Aged between 18 and 22 years of age, those involved were born in 11 different countries! The camp is a joint effort with Life Saving Victoria, Victoria Police, YMCA and Kathmandu. I'll be keen to know how it goes.
The really special moment at the AGM was when Mohammed Sharabah, a refugee, read out a poem about his experience with Red Cross. I've left that to last in my blog this week because it is so wonderful and a testament to the good work you do.
Building resilience together with IAG
In June 2016, we signed a ten-year collaborative partnership agreement with IAG to build resilience in Australian communities. Last week, I caught up with Peter Harmer, the CEO and Managing Director of IAG, so that we could talk through how to make the most of this agreement.
We talked about the launch of a digital platform for people to access psychosocial focussed preparedness, response and recovery information, how to work together to help build resilience at the local community level and the Australian Business Roundtable for Disaster Resilience and Safer Communities which, Peter chairs and Red Cross is a member.

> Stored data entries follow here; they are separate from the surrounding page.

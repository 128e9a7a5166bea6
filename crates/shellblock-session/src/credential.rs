//! The elevation credential and the prompt it answers.

use shellblock_engine::MarkerCodec;

/// Secret used to start and drive elevated sessions.
///
/// Never printed: `Debug` is redacted and there is no `Display`.
#[derive(Clone)]
pub struct Credential(String);

impl Credential {
    /// Wrap a secret.
    pub fn new(secret: impl Into<String>) -> Self {
        Self(secret.into())
    }

    /// The secret followed by a carriage return, as typed at a prompt.
    pub(crate) fn as_keystrokes(&self) -> Vec<u8> {
        let mut bytes = self.0.as_bytes().to_vec();
        bytes.push(b'\r');
        bytes
    }
}

impl std::fmt::Debug for Credential {
    fn fmt(&self, f: &mut std::fmt::Formatter<'_>) -> std::fmt::Result {
        f.write_str("Credential(<redacted>)")
    }
}

/// Prompt the elevation program is told to print before it reads the
/// secret. It carries the session nonce so shell output cannot imitate it.
pub(crate) fn elevation_prompt(codec: &MarkerCodec) -> String {
    format!("[shellblock {}] password: ", codec.nonce())
}

/// Looks for a known prompt in a stream that may split it across chunks.
#[derive(Debug)]
pub(crate) struct PromptWatch {
    prompt: Vec<u8>,
    tail: Vec<u8>,
}

impl PromptWatch {
    pub(crate) fn new(prompt: impl Into<Vec<u8>>) -> Self {
        Self {
            prompt: prompt.into(),
            tail: Vec::new(),
        }
    }

    /// Feed output; true once the prompt has been seen.
    pub(crate) fn scan(&mut self, bytes: &[u8]) -> bool {
        if self.prompt.is_empty() {
            return true;
        }
        self.tail.extend_from_slice(bytes);
        if self
            .tail
            .windows(self.prompt.len())
            .any(|window| window == self.prompt.as_slice())
        {
            self.tail.clear();
            return true;
        }
        let keep = self.prompt.len() - 1;
        if self.tail.len() > keep {
            self.tail.drain(..self.tail.len() - keep);
        }
        false
    }
}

My first meeting with the Australian Business Roundtable
I attended my first meeting of the Australian Business Roundtable for Disaster Resilience and Safer Communities, which was formed in December 2012 and includes business leaders who all believe it's a national priority to make communities safer and more resilient to natural disasters before they happen. Organisations like IAG, Investa Property Group, Munich Re, Optus and Westpac are members, as they all play a crucial role in community planning or disaster recovery and have all supported customers and communities affected by the devastating effects of floods, storms and bushfires.
At the meeting, I observed a real commitment to work together to increase the nation's investment in disaster preparation and resilience. We signed off on a proposed research plan and agreed to continue work which is underway on a bond/investment vehicle to build economic and social resilience.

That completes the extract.